Das musikalische Material z.B. wird ­ darin besteht Adornos grundlegende Erkenntnis ­ bis in seine unscheinbarsten mikrologischen Bestandteile als etwas vorgefunden, das immer schon mit unzähligen gesellschaftlichen Bedeutungen und Gehalten behaftet ist. Komponisten, denen am Erkenntnischarakter von Musik gelegen ist, müssen versuchen, über musikalisches Material nicht als ein Repertoire zu verfügen und es im Sinne instrumenteller Vernunft einzusetzen und abzurufen. Vielmehr muß es darum gehen, die im Material sedimentierten Erwartungshaltungen zu zerstören, zu unterlaufen und sie in eine Konstellation zu rücken, in der sie in neuem, ungeahnten Licht erscheinen. Diese Konstellation ist die musikalische Form ­ Form aber ist in der Musik, deren konstitutives Medium der zeitliche Verlauf ihrer Momente ist, nichts anderes als in sich artikulierte, qualitativ bestimmte Zeit. Diese hat, wie Adorno einmal anmerkte, ihre chronometrische Dauer, gehört jedoch in dieser noch einer anderen Zeitordnung an, „der gleichsam verewigten des Stük-kes als eines geschriebenen" (Adorno, Vers une musique informelle). Als solcherart qualitativ bestimmte Zeit steht die musikalische Zeitentfaltung, wenn sie denn ihrem Anspruch gerecht wird, polemisch gegen die auf der Stelle tretende Dynamik, die die Bewegung des Kapitals stiftet: die leere, entqualifizierte, quasi verräumlichte Zeit, die keine Geschichte, also keine mit Erinnerung und Vorblick gesättigte Zeit kennt. Diese verdinglichte, in Segmente zergliederte, „getaktete" Zeit beherrscht längst das gesamte gesellschaftliche Leben; Arbeitstakt und Freizeittakt sind darin buchstäblich zu einem einzigen stählernen und unbarmherzigen Lebensrhythmus zusammengeschlossen.

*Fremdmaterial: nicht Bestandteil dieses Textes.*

//! Socketace: TCP streams tunnelled through DNS
//!
//! The engine turns a half-duplex DNS query/response channel into an ordered,
//! bidirectional byte stream. Requests ride in query names, responses in
//! answer records, and everything about the path between client and server
//! (which record types survive, which characters a resolver preserves, how
//! large an answer may be) is discovered during the handshake.
//!
//! ## Layers
//!
//! - **encoding**: byte/text codecs (Base32 through Base128, plus Raw)
//! - **records**: packs a payload into ordered answer records of one type
//! - **command**: typed requests and responses with their wire form
//! - **queue**: sequenced packets, acknowledgement windows and reassembly
//! - **handshake**: autodetection of query type, encoders and fragment size
//! - **client** / **server**: the two session ends as byte streams
//!
//! ## Quick Start
//!
//! ```rust,no_run
//! use std::sync::Arc;
//! use socketace::{ClientOptions, DnsClient, DnsTransport, TunnelStream, UdpTransport};
//!
//! #[tokio::main]
//! async fn main() -> Result<(), Box<dyn std::error::Error>> {
//!     let transport: Arc<dyn DnsTransport> =
//!         Arc::new(UdpTransport::connect("8.8.8.8:53".parse()?).await?);
//!     let client = DnsClient::new(ClientOptions {
//!         domain: "t.example.org".into(),
//!         ..Default::default()
//!     });
//!
//!     let conn = client.connect(transport).await?;
//!     conn.write(b"hello").await?;
//!     conn.close().await?;
//!     Ok(())
//! }
//! ```
//!
//! ## Architecture
//!
//! ```text
//! ┌──────────┐ write ┌──────────┐  Packet queries  ┌──────────┐ read ┌──────────┐
//! │   App    │──────▶│ OutQueue │─────────────────▶│ InQueue  │─────▶│ Upstream │
//! │          │◀──────│ InQueue  │◀─────────────────│ OutQueue │◀─────│ service  │
//! └──────────┘ read  └──────────┘  answer records  └──────────┘ write└──────────┘
//!                      DnsConn       (resolvers)     ServerConn
//! ```

pub mod client;
pub mod command;
pub mod config;
pub mod dns;
pub mod encoding;
pub mod error;
pub mod handshake;
pub mod queue;
pub mod records;
pub mod server;
pub mod session;
pub mod stream;
pub mod transport;

pub use client::{ClientOptions, DnsClient, DnsConn};
pub use command::{Command, Request, Response, SessionOptions};
pub use config::TunnelConfig;
pub use encoding::Encoder;
pub use error::{DecodeError, Result, TunnelError, WireError};
pub use handshake::Overrides;
pub use queue::{InQueue, OutQueue, Packet};
pub use records::QueryType;
pub use server::{DnsServer, ServerConn, ServerOptions};
pub use session::{Channel, Serializer};
pub use stream::{relay, PacketStream, TunnelStream};
pub use transport::{DnsTransport, UdpTransport};

/// Library version
pub const VERSION: &str = env!("CARGO_PKG_VERSION");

Dagegen hat selbstreflexives Komponieren in den Grenzen, die der Musik wie aller Kunst gesetzt sind, den Vorschein dessen aufzubieten, worum es einer emanzipatorischen Praxis, die Kapital und Staat das längst verdiente Ende bereitet, zuallererst zu tun sein muß: der Herstellung erfüllter Lebenszeit. Der Aufhebung von Herrschaft und Versagung kann Musik vorauseilen, indem sie kompositorischen Reichtum und damit das Versprechen ungeschmälerter Fülle stiftet: Darin wäre sie wirkliche Avantgarde-Kunst. Dazu muß sie, wie Heinz-Klaus Metzger in einem seiner wohl wichtigsten Texte postuliert, „Debussys lose Redensart vom affaire plaisir' als Aufgabe der Musik gegen die einschlägige Industrie" wenden.

Dieser Beitrag ist eine Erwiderung auf ein Gespräch mit Heinz-Klaus Metzger und Rainer Riehn, das im Januar den Auftakt der scheinschlag-Reihe „Kunst & Politik" gebildet hatte.